Clients can get riders up to $200,000 without a medical exam, and have guaranteed level premiums. That is the sort of limit seen in the group insurance usually sold by banks, but it has never been done for individuals, says Joël Drolet, director of sales for brokerage and group insurance.

Sold entirely online, FlexOptions can be bought in any amount, so it can be used to manage a number of financial risks at once. If for example a client has a $100,000 mortgage, a $25,000 loan, and a $20,000 credit card debt, they could purchase a $145,000 term policy and have the coverage amount diminish in step with the debt repayments.

The only time a client will be asked to show proof of mortgage will be if they take the disability rider. Neither the term coverage nor the CI rider requires proof of mortgage. That means they could be used to meet different needs.

Another aspect that lets the product compete with group insurance is price. Mr. Drolet says that, for example, a 40-year-old male non-smoker buying $150,000 worth of term insurance coupled with $150,000 CI coverage and disability insurance to cover $750 per month would pay just $98.51 per month.

The amount of coverage falls to match a mortgage loan at eight per cent interest. As long as one year has passed since the policy started, and no less than five years remain, the client will also have the option of converting the policy to permanent life insurance.

Though traditionally based primarily in Ontario, Quebec, and Atlantic Canada, Assumption has been licensed for sales in Alberta since December and is awaiting approval in British Columbia.

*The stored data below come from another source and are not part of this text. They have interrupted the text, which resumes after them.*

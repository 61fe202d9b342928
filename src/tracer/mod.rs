//! Tracer — runs a target program and records what it did.
//!
//! The Coordinator and Monitor only see the [`Tracer`] trait. The shipped
//! backend, [`PythonTracer`], drives the target's own interpreter through an
//! embedded harness that hooks `sys.settrace` and reports back as JSON.

pub mod harness;
pub mod report;

use std::io;
use std::path::{Path, PathBuf};
use std::process::{ExitStatus, Stdio};

use async_trait::async_trait;
use tokio::io::AsyncWriteExt;
use tokio::process::Command;
use tracing::debug;

pub use report::{ExecutionReport, RunStatus, StepRecord};

use crate::config::TracerConfig;

/// Infrastructure failures. A target that fails to parse or crashes is not
/// an error — that is what [`ExecutionReport::status`] is for.
#[derive(Debug, thiserror::Error)]
pub enum TraceError {
    #[error("failed to read {}: {source}", path.display())]
    Read {
        path: PathBuf,
        #[source]
        source: io::Error,
    },

    #[error("failed to launch interpreter '{interpreter}': {source}")]
    Spawn {
        interpreter: String,
        #[source]
        source: io::Error,
    },

    #[error("harness I/O failed: {0}")]
    Io(#[from] io::Error),

    #[error("unreadable harness report: {0}")]
    Report(#[from] serde_json::Error),
}

/// Execute a source file to completion or failure.
#[async_trait]
pub trait Tracer: Send + Sync {
    async fn run(&self, source_path: &Path) -> Result<ExecutionReport, TraceError>;
}

/// Subprocess tracer for Python targets.
#[derive(Debug, Clone)]
pub struct PythonTracer {
    interpreter: String,
    max_value_len: usize,
    max_steps: Option<usize>,
}

impl PythonTracer {
    pub fn new(interpreter: impl Into<String>) -> Self {
        Self::from_config(interpreter, &TracerConfig::default())
    }

    pub fn from_config(interpreter: impl Into<String>, config: &TracerConfig) -> Self {
        Self {
            interpreter: interpreter.into(),
            max_value_len: config.max_value_len,
            max_steps: config.max_steps,
        }
    }
}

#[async_trait]
impl Tracer for PythonTracer {
    async fn run(&self, source_path: &Path) -> Result<ExecutionReport, TraceError> {
        let source =
            tokio::fs::read_to_string(source_path)
                .await
                .map_err(|source| TraceError::Read {
                    path: source_path.to_path_buf(),
                    source,
                })?;
        let script = tokio::fs::canonicalize(source_path).await?;

        let report_file = tempfile::Builder::new()
            .prefix("mend-report-")
            .suffix(".json")
            .tempfile()?;

        let mut cmd = Command::new(&self.interpreter);
        cmd.arg("-c")
            .arg(harness::SOURCE)
            .arg(report_file.path())
            .arg(&script)
            .arg(self.max_value_len.to_string())
            .arg(self.max_steps.unwrap_or(0).to_string())
            .stdin(Stdio::piped())
            .kill_on_drop(true);
        if let Some(dir) = script.parent() {
            cmd.current_dir(dir);
        }

        let mut child = cmd.spawn().map_err(|source| TraceError::Spawn {
            interpreter: self.interpreter.clone(),
            source,
        })?;

        if let Some(mut stdin) = child.stdin.take() {
            match stdin.write_all(source.as_bytes()).await {
                Ok(()) => {}
                // The interpreter died before reading; its exit status says why.
                Err(e) if e.kind() == io::ErrorKind::BrokenPipe => {
                    debug!("harness closed stdin early: {e}");
                }
                Err(e) => return Err(e.into()),
            }
        }

        let exit = child.wait().await?;
        let raw = tokio::fs::read_to_string(report_file.path()).await?;

        let report = if raw.trim().is_empty() {
            without_report(exit)
        } else {
            serde_json::from_str::<ExecutionReport>(&raw)?.normalized()
        };

        debug!(
            path = %source_path.display(),
            status = %report.status,
            steps = report.trace_history.len(),
            "trace finished"
        );
        Ok(report)
    }
}

/// The interpreter exited without the harness writing a report, e.g. a
/// hard `os._exit` or a signal.
fn without_report(exit: ExitStatus) -> ExecutionReport {
    if exit.success() {
        ExecutionReport::success(Vec::new())
    } else {
        ExecutionReport::runtime_error(
            Vec::new(),
            format!("interpreter terminated before reporting ({exit})"),
        )
    }
}
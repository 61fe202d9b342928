//! Stub discovery with tree-sitter.
//!
//! Finds functions whose body raises the "not implemented" marker so a
//! completion prompt can name exactly what to fill in. Best effort: an
//! unsupported language or unparsable source yields no sites.

use tree_sitter::{Language, Node, Parser};

/// Error text marker for an unimplemented stub.
pub const STUB_MARKER: &str = "NotImplementedError";

/// A function whose body raises [`STUB_MARKER`].
#[derive(Debug, Clone, PartialEq, Eq)]
pub struct StubSite {
    pub name: String,
    /// 1-based line of the `def`.
    pub line: usize,
}

/// Tree-sitter grammar for a configured language name.
pub fn grammar(language: &str) -> Option<Language> {
    match language {
        "python" | "py" => Some(tree_sitter_python::LANGUAGE.into()),
        _ => None,
    }
}

pub fn find_stubs(language: &str, source: &str) -> Vec<StubSite> {
    let Some(lang) = grammar(language) else {
        return Vec::new();
    };
    let mut parser = Parser::new();
    if parser.set_language(&lang).is_err() {
        return Vec::new();
    }
    let Some(tree) = parser.parse(source, None) else {
        return Vec::new();
    };

    let mut sites = Vec::new();
    collect(tree.root_node(), source.as_bytes(), &mut sites);
    sites
}

fn collect(node: Node, src: &[u8], out: &mut Vec<StubSite>) {
    if node.kind() == "function_definition" {
        let name = node.child_by_field_name("name");
        let body = node.child_by_field_name("body");
        if let (Some(name), Some(body)) = (name, body) {
            if raises_marker(body, src) {
                if let Ok(text) = name.utf8_text(src) {
                    out.push(StubSite {
                        name: text.to_string(),
                        line: node.start_position().row + 1,
                    });
                }
            }
        }
    }

    let mut cursor = node.walk();
    for child in node.named_children(&mut cursor) {
        collect(child, src, out);
    }
}

/// Does this block raise the marker, not counting nested definitions?
fn raises_marker(node: Node, src: &[u8]) -> bool {
    let mut cursor = node.walk();
    for child in node.named_children(&mut cursor) {
        match child.kind() {
            "function_definition" | "class_definition" => {}
            "raise_statement" => {
                let text = child.utf8_text(src).unwrap_or_default();
                if text.contains(STUB_MARKER) {
                    return true;
                }
            }
            _ => {
                if raises_marker(child, src) {
                    return true;
                }
            }
        }
    }
    false
}

#[cfg(test)]
mod tests {
    use super::*;

    const SOURCE: &str = r#"
def quicksort(arr):
    # Sort ascending, recursively.
    raise NotImplementedError("TODO: implement")

def helper(x):
    return x * 2

class Store:
    def load(self, key):
        if key:
            raise NotImplementedError
        return None

    def save(self, key):
        raise ValueError("nope")

if __name__ == "__main__":
    print(quicksort([3, 1, 2]))
"#;

    #[test]
    fn finds_top_level_and_nested_stubs() {
        let stubs = find_stubs("python", SOURCE);
        let names: Vec<&str> = stubs.iter().map(|s| s.name.as_str()).collect();
        assert_eq!(names, vec!["quicksort", "load"]);
        assert_eq!(stubs[0].line, 2);
        assert_eq!(stubs[1].line, 10);
    }

    #[test]
    fn ignores_other_exceptions() {
        let stubs = find_stubs("python", "def f():\n    raise ValueError('x')\n");
        assert!(stubs.is_empty());
    }

    #[test]
    fn nested_def_does_not_mark_outer() {
        let src = "def outer():\n    def inner():\n        raise NotImplementedError\n    return inner\n";
        let stubs = find_stubs("python", src);
        assert_eq!(stubs.len(), 1);
        assert_eq!(stubs[0].name, "inner");
    }

    #[test]
    fn unsupported_language_is_empty() {
        assert!(find_stubs("cobol", SOURCE).is_empty());
        assert!(grammar("rust").is_none());
    }

    #[test]
    fn broken_source_does_not_panic() {
        let stubs = find_stubs("python", "def f(:\n    raise NotImplementedError\n");
        // Error recovery may or may not keep the def; either way no panic.
        assert!(stubs.len() <= 1);
    }
}
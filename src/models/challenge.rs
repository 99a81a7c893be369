// src/models/challenge.rs
//! Signed handshake challenges used to prove control of a key.

use serde::{Deserialize, Serialize};

/// A challenge string signed with the key behind `public_key`.
///
/// The challenge text is `"<publicKey>-<did>-<endpoint>-<timestamp>"` and is
/// signed as a plain personal message (it is not JSON, so it is not
/// canonicalized).
#[derive(Serialize, Deserialize, Debug, Clone, PartialEq, Eq)]
#[serde(rename_all = "camelCase")]
pub struct Challenge {
    pub did: String,
    pub public_key: String,
    pub endpoint: String,
    /// Unix seconds, as text
    pub timestamp: String,
    pub challenge: String,
    pub signature: String,
}

impl Challenge {
    /// Builds the challenge text from its parts.
    pub fn compose(public_key: &str, did: &str, endpoint: &str, timestamp: &str) -> String {
        format!("{}-{}-{}-{}", public_key, did, endpoint, timestamp)
    }

    /// `true` if `challenge` is exactly the composition of the other fields.
    pub fn is_consistent(&self) -> bool {
        self.challenge == Self::compose(&self.public_key, &self.did, &self.endpoint, &self.timestamp)
    }
}
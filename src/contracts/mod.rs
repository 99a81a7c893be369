// src/contracts/mod.rs
//! Bindings for on-chain identity contracts.

pub mod identity_registry;
pub mod memory;
// src/lib.rs

//! # Credential Trust Engine
//!
//! Decides whether a bundle of signed identity credentials can be trusted
//! before a relying party acts on it.
//!
//! ## Architecture Overview
//! 1. **Blockchain Layer**: `EvmClient` for read-only calls to an EVM node
//! 2. **Contracts Layer**: the `IdentityRegistry` view of identity contracts
//! 3. **Services Layer**: key authorization, trust chains, policy and the `Verifier`
//! 4. **Wallet Layer**: signing and signature recovery
//!
//! ## Environment Variables
//! - `CREDENTIAL_TRUST_RPC_URL`: JSON-RPC endpoint (default: http://localhost:8545)
//! - `CREDENTIAL_TRUST_RPC_TIMEOUT_SECS`: bound for one validation call
//! - `CREDENTIAL_TRUST_NONCE_WINDOW_SECS`: maximum holder nonce age (default: 300)
//! - `CREDENTIAL_TRUST_EXCLUDED_PROVIDERS`: comma separated self-asserted providers
//! - `CREDENTIAL_TRUST_COMPANY_INFO_CLAIM_TYPE`: claim type of organisation licences

// Module declarations (organized by functional domain)
pub mod blockchain; // EVM JSON-RPC access
pub mod contracts;  // Identity contract bindings
pub mod error;      // Error types
pub mod models;     // Data structures
pub mod services;   // Validation logic
pub mod settings;   // Configuration
pub mod utils;      // Helper functions
pub mod wallet;     // Signing and recovery

pub use contracts::identity_registry::{ClaimHolderRegistry, IdentityRegistry};
pub use contracts::memory::InMemoryRegistry;
pub use error::{DidError, RegistryError, SettingsError, SignatureError, ValidationError};
pub use models::credential_object::{CredentialKeyObject, CredentialObject};
pub use models::requested::{RequestedCredentials, RequestedCredentialsCheckResult};
pub use models::verdict::{InvalidCredential, ValidatedCredentials, ValidationCode, ValidationOutcome};
pub use services::organisation::OrganisationVerifier;
pub use services::verifier::{ValidationOptions, Verifier};
pub use settings::Settings;
pub use utils::serialization::canonicalize;
pub use wallet::key_management::KeyManager;
pub use wallet::signature::recover_address_from_signature;
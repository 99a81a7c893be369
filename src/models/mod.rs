// src/models/mod.rs
//! Data structures exchanged between holders, issuers and relying parties.

pub mod challenge;
pub mod claim;
pub mod credential;
pub mod credential_object;
pub mod did;
pub mod requested;
pub mod verdict;
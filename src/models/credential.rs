// src/models/credential.rs
//! Signed credential data model.
//!
//! A [`Credential`] is one atomic claim ("age over 18") issued by one authority
//! about one subject and signed by that authority. The typed structs here are a
//! *reading view*: signatures are always checked against the JSON exactly as it
//! was presented, so unknown fields are kept in `extra` and survive a
//! serialization round trip.

use chrono::{DateTime, NaiveDate, NaiveDateTime, Utc};
use serde::{Deserialize, Serialize};
use serde_json::{Map, Number, Value};

/// Signature scheme tag written into every proof this crate produces.
pub const SIGNATURE_TYPE_ECDSA: &str = "ECDSA";

/// Who signed, when, and how.
///
/// `signature` is absent while the canonical payload is being signed and
/// present afterwards.
#[derive(Serialize, Deserialize, Debug, Clone, PartialEq, Eq)]
pub struct Proof {
    /// Checksummed address of the signing key
    pub holder: String,

    /// Signing time in milliseconds since the Unix epoch
    pub nonce: i64,

    #[serde(default, skip_serializing_if = "Option::is_none")]
    pub signature: Option<String>,

    /// Signature scheme, e.g. `ECDSA`
    #[serde(rename = "type")]
    pub kind: String,
}

impl Proof {
    /// Unsigned ECDSA proof for `holder` created at `nonce`.
    pub fn new(holder: impl Into<String>, nonce: i64) -> Self {
        Proof {
            holder: holder.into(),
            nonce,
            signature: None,
            kind: SIGNATURE_TYPE_ECDSA.to_string(),
        }
    }

    /// Copy of this proof with the signature removed.
    pub fn without_signature(&self) -> Self {
        Proof {
            signature: None,
            ..self.clone()
        }
    }
}

/// A date as found in credentials: ISO-8601 text or epoch milliseconds.
#[derive(Serialize, Deserialize, Debug, Clone, PartialEq, Eq)]
#[serde(untagged)]
pub enum DateValue {
    Millis(i64),
    Text(String),
}

impl DateValue {
    /// Interprets the value as a UTC instant.
    ///
    /// Text is tried as RFC 3339, then as a date-time without offset, then as a
    /// bare date; the last two are read as UTC.
    pub fn to_datetime(&self) -> Option<DateTime<Utc>> {
        match self {
            DateValue::Millis(millis) => DateTime::from_timestamp_millis(*millis),
            DateValue::Text(text) => {
                if let Ok(parsed) = DateTime::parse_from_rfc3339(text) {
                    return Some(parsed.with_timezone(&Utc));
                }
                if let Ok(naive) = NaiveDateTime::parse_from_str(text, "%Y-%m-%dT%H:%M:%S%.f") {
                    return Some(naive.and_utc());
                }
                NaiveDate::parse_from_str(text, "%Y-%m-%d")
                    .ok()
                    .and_then(|date| date.and_hms_opt(0, 0, 0))
                    .map(|naive| naive.and_utc())
            }
        }
    }
}

impl From<DateTime<Utc>> for DateValue {
    fn from(value: DateTime<Utc>) -> Self {
        DateValue::Text(value.to_rfc3339_opts(chrono::SecondsFormat::Millis, true))
    }
}

/// The value carried by a credential.
///
/// A closed set of shapes: anything else (null, mixed arrays) fails to parse.
#[derive(Serialize, Deserialize, Debug, Clone, PartialEq)]
#[serde(untagged)]
pub enum CredentialValue {
    /// "older than" style answers
    Bool(bool),
    Number(Number),
    /// Most values
    Text(String),
    /// Photo vectors
    List(Vec<String>),
    /// Structured data such as company information
    Object(Map<String, Value>),
}

#[derive(Serialize, Deserialize, Debug, Clone, PartialEq)]
pub struct CredentialClaim {
    #[serde(rename = "type")]
    pub kind: String,
    pub value: CredentialValue,
}

#[derive(Serialize, Deserialize, Debug, Clone, PartialEq)]
pub struct CredentialSubject {
    pub credential: CredentialClaim,
}

/// The authority that issued a credential.
#[derive(Serialize, Deserialize, Debug, Clone, PartialEq)]
#[serde(rename_all = "camelCase")]
pub struct Issuer {
    #[serde(default, skip_serializing_if = "Option::is_none")]
    pub authority_id: Option<String>,

    #[serde(default, skip_serializing_if = "Option::is_none")]
    pub authority_name: Option<String>,

    /// DID of the issuing identity contract
    pub id: String,

    #[serde(default, skip_serializing_if = "Option::is_none")]
    pub name: Option<String>,

    #[serde(flatten)]
    pub extra: Map<String, Value>,
}

/// One issued claim about one subject.
#[derive(Serialize, Deserialize, Debug, Clone, PartialEq)]
#[serde(rename_all = "camelCase")]
pub struct Credential {
    pub credential_subject: CredentialSubject,

    pub expiration_date: DateValue,

    /// DID of the subject's identity contract
    pub id: String,

    #[serde(default, skip_serializing_if = "Option::is_none")]
    pub issuance_date: Option<DateValue>,

    pub issuer: Issuer,

    /// Issuer-side proof
    #[serde(default, skip_serializing_if = "Option::is_none")]
    pub proof: Option<Proof>,

    pub provider: String,

    #[serde(rename = "type")]
    pub types: Vec<String>,

    /// Liveness flag set by biometric checks
    #[serde(default, skip_serializing_if = "Option::is_none")]
    pub verified: Option<bool>,

    #[serde(default, skip_serializing_if = "Option::is_none")]
    pub verified_credential: Option<bool>,

    #[serde(default, skip_serializing_if = "Option::is_none")]
    pub version: Option<String>,

    #[serde(flatten)]
    pub extra: Map<String, Value>,
}

impl Credential {
    /// `true` if the credential carries a non-empty version.
    pub fn has_version(&self) -> bool {
        self.version.as_deref().is_some_and(|version| !version.is_empty())
    }

    /// `true` if the credential expired before `now`.
    ///
    /// `None` if the expiration date cannot be interpreted.
    pub fn is_expired_at(&self, now: DateTime<Utc>) -> Option<bool> {
        self.expiration_date.to_datetime().map(|expiration| now > expiration)
    }
}

/// Reference to a signed document (certificate, contract, ...).
#[derive(Serialize, Deserialize, Debug, Clone, PartialEq)]
#[serde(rename_all = "camelCase")]
pub struct DocumentReference {
    pub description: String,
    pub hash: String,
    pub link: String,
    #[serde(default, skip_serializing_if = "Option::is_none")]
    pub template: Option<String>,
    #[serde(rename = "type")]
    pub kind: String,
}

#[derive(Serialize, Deserialize, Debug, Clone, PartialEq)]
pub struct DocumentSubject {
    pub credential: DocumentReference,
}

/// A signed statement about a document rather than about a person.
#[derive(Serialize, Deserialize, Debug, Clone, PartialEq)]
#[serde(rename_all = "camelCase")]
pub struct ProofObject {
    pub credential_subject: DocumentSubject,
    pub expiration_date: DateValue,
    #[serde(default, skip_serializing_if = "Option::is_none")]
    pub id: Option<String>,
    #[serde(default, skip_serializing_if = "Option::is_none")]
    pub issuance_date: Option<i64>,
    #[serde(default, skip_serializing_if = "Option::is_none")]
    pub proof: Option<Proof>,
    #[serde(default, skip_serializing_if = "Option::is_none")]
    pub tx_hash: Option<String>,
    #[serde(rename = "type")]
    pub types: Vec<String>,
    #[serde(default, skip_serializing_if = "Option::is_none")]
    pub verified: Option<bool>,
    pub version: String,
}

If all goes well the company will seek licensing in the remaining Western provinces within the next few months.

For the moment, the company will try to meter its pace by only working with 10 to 15 managing general agents per province. Assumption is a small company with just 85,000 policies in force and annual premiums of about $20 million, so it is being careful not to take on too much risk, says Mr. Drolet.

The coming year will be busy for the company if current interest in FlexOptions is any indication. “The telephone won’t stop ringing,” says Mr. Drolet. “People are calling from everywhere.”